Mit Pneuwissen punkten

16. März 2018 autoenergiecheck.ch – Die Sommerpneusaison ist lanciert – und mit ihr die Chance, den Kunden einige Tipps rund um den Reifen mit auf den Weg zu geben und sich als Experte zu profilieren.


 
tki. Das Reifendruck-Optimierungs-Programm (ROP) des AGVS zielt darauf ab, dass möglichst viele Fahrzeuge mittels eines um 0,3 bar höheren Reifendrucks energieeffizienter unterwegs sind. Dieser Aspekt wird auch beim AutoEnergieCheck (AEC) berücksichtigt. Denn dank dem tieferen Rollwiderstand wird die Umwelt entlastet und die Autofahrer können sich über einen geringeren Treibstoffverbrauch freuen. «Wichtig zu wissen, ist, dass der Reifendruck dem Beladungszustand und der Aussentemperatur anzupassen ist», erklärt Markus Peter, beim AGVS für die Bereiche Technik & Umwelt zuständig. «Bei hoher Belastung muss also ein höherer Druck verwendet werden, bei steigender Aussentemperatur steigt auch der Druck im Reifen an», nennt er die Grundregel.

Kalt oder warm?
Achtsame Garagenkunden, die zwar ihren Reifendruck selbst im Auge behalten, könnten beispielsweise auf folgenden Punkt aufmerksam gemacht werden: «Der Reifen erwärmt sich während der Fahrt. Wer also an der Tankstelle anhält, um seinen Reifendruck zu messen, erhält einen höheren Wert angezeigt als bei der Messung des kalten Pneus», erklärt Peter. Die Herstellerangaben beziehen sich derweil stets auf den empfohlenen Reifendruck eines kalten Reifens, der die Aussentemperatur vorweist. Einige Garagisten führen eigene Luftdrucklisten mit Erfahrungswerten nach Fahrzeugtypen und Reifendimensionen.
 
Aktiv den Grossansturm vorbeugen
«Den meisten Kunden sind die Vorteile des erhöhten Reifendrucks und des richtigen Pneus nicht bekannt», zeigt AEC-Partner Bruno Muri von der Garage Muri Handlungsbedarf auf. Der AGVS-Betrieb in Ruswil klärt seine Kunden deshalb bei jedem Reifenwechsel über den Zustand ihrer Pneus auf. Muri: «Müssen dann eventuell Reifen ersetzt werden, lassen wir den Kunden vor Saisonbeginn eine Offerte zukommen und fragen anschliessend telefonisch nach, ob wir die Pneus ersetzen dürfen. Wenn dem so ist, können wir dank der bei uns eingelagerten Kundenräder die Pneus bei verfügbarer Kapazität vorab vorbereiten.» So schafft es die Ruswiler Garage, den Pneuwechselansturm in Grenzen zu halten und den Kunden erst noch kurzfristige Termine einzuräumen.

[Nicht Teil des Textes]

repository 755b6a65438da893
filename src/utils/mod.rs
// Copyright (c) 2025 Kirky.X
//
// Licensed under the MIT License
// See LICENSE file in the project root for full license information.

/// 工具模块
///
/// 提供错误类型和遥测初始化
pub mod errors;
pub mod telemetry;
// Copyright (c) 2025 Kirky.X
//
// Licensed under the MIT License
// See LICENSE file in the project root for full license information.

use axum::{
    body::Body,
    http::{Request, StatusCode},
    Extension, Router,
};
use feedrs::domain::models::scraper_config::ScraperConfig;
use feedrs::domain::services::scraper_service::ScraperService;
use feedrs::engines::reqwest_engine::ReqwestUpstreamClient;
use feedrs::presentation::routes;
use serde_json::Value;
use std::collections::HashMap;
use std::sync::Arc;
use std::time::Duration;
use tower::util::ServiceExt;
use url::Url;
use wiremock::MockServer;

pub const TEST_USER_AGENT: &str = "feedrs-integration";

/// 指向 mock 上游的应用
pub fn app_for(server: &MockServer, default_limit: i64) -> Router {
    app_with_timeout(server, default_limit, Duration::from_secs(10))
}

pub fn app_with_timeout(server: &MockServer, default_limit: i64, timeout: Duration) -> Router {
    let mut headers = HashMap::new();
    headers.insert("User-Agent".to_string(), TEST_USER_AGENT.to_string());
    let config = ScraperConfig::new(
        Url::parse(&format!("{}/profile", server.uri())).unwrap(),
        headers,
        default_limit,
    );
    let client = Arc::new(ReqwestUpstreamClient::new(timeout, 3).unwrap());
    let service = Arc::new(ScraperService::new(client, Some(config)));
    routes::routes().layer(Extension(service))
}

/// 未配置上游的应用
pub fn unconfigured_app() -> Router {
    let client = Arc::new(ReqwestUpstreamClient::new(Duration::from_secs(1), 3).unwrap());
    let service = Arc::new(ScraperService::new(client, None));
    routes::routes().layer(Extension(service))
}

/// 发送 GET 请求并返回状态码和 JSON 响应体
pub async fn get_json(app: Router, uri: &str) -> (StatusCode, Value) {
    let response = app
        .oneshot(Request::builder().uri(uri).body(Body::empty()).unwrap())
        .await
        .unwrap();

    let status = response.status();
    let bytes = axum::body::to_bytes(response.into_body(), usize::MAX)
        .await
        .unwrap();
    let body = serde_json::from_slice(&bytes).unwrap_or(Value::Null);
    (status, body)
}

Professionalität ist verbrieft
«Eine gute Vorbereitung ist das A und O», ergänzt Beat Salzmann, Inhaber der Forellensee Garage. Der Betrieb in Zweisimmen führt vor der Reifenwechselsaison eine Checkliste.
 
Proaktive Kundeninformation und Beratung, dann eine Initialbestellung auslösen, eine Terminplanung erstellen, bevor es zur eigentlichen Montage geht. 
«Somit können wir den positiven Eindruck vermitteln, dass wir Garagisten Reifenspezialisten sind», appelliert Salzmann an Professionalität bei der Auftragsplanung.

Für den AEC-Partner steht zudem fest, dass es sich lohnt, auf die offziellen und renommierten Kooperationspartner des AGVS aufmerksam zu machen. «Es ist den Kunden noch zu wenig bekannt, dass der AEC durch EnergieSchweiz unterstützt wird. Und beim ROP handelt es sich um ein vom Bundesamt für Umwelt anerkanntes Emissionsreduktionsprogramm, das nur von zertifizierten AGVS-Betrieben ausgeführt wird», so Markus Peter.

Aktiv ein Zusatzgeschäft generieren
Fakt ist, dass sich AEC-Partner vor allem durch Kundeninformation und Beratung hervortun können. «Dank dem AEC ergeben sich gute Kundengespräche, was sich positiv auf die nachhaltigen Geschäftsbeziehungen auswirkt», betont Beat Salzmann. Bruno Muri hängt ein: «Und es kommt durchaus vor, dass sich ein Kunde dazu entscheidet, einen neuen Satz Reifen zu kaufen, nachdem wir ihn über das Potenzial besonders energieeffizienter Reifen aufgeklärt haben.»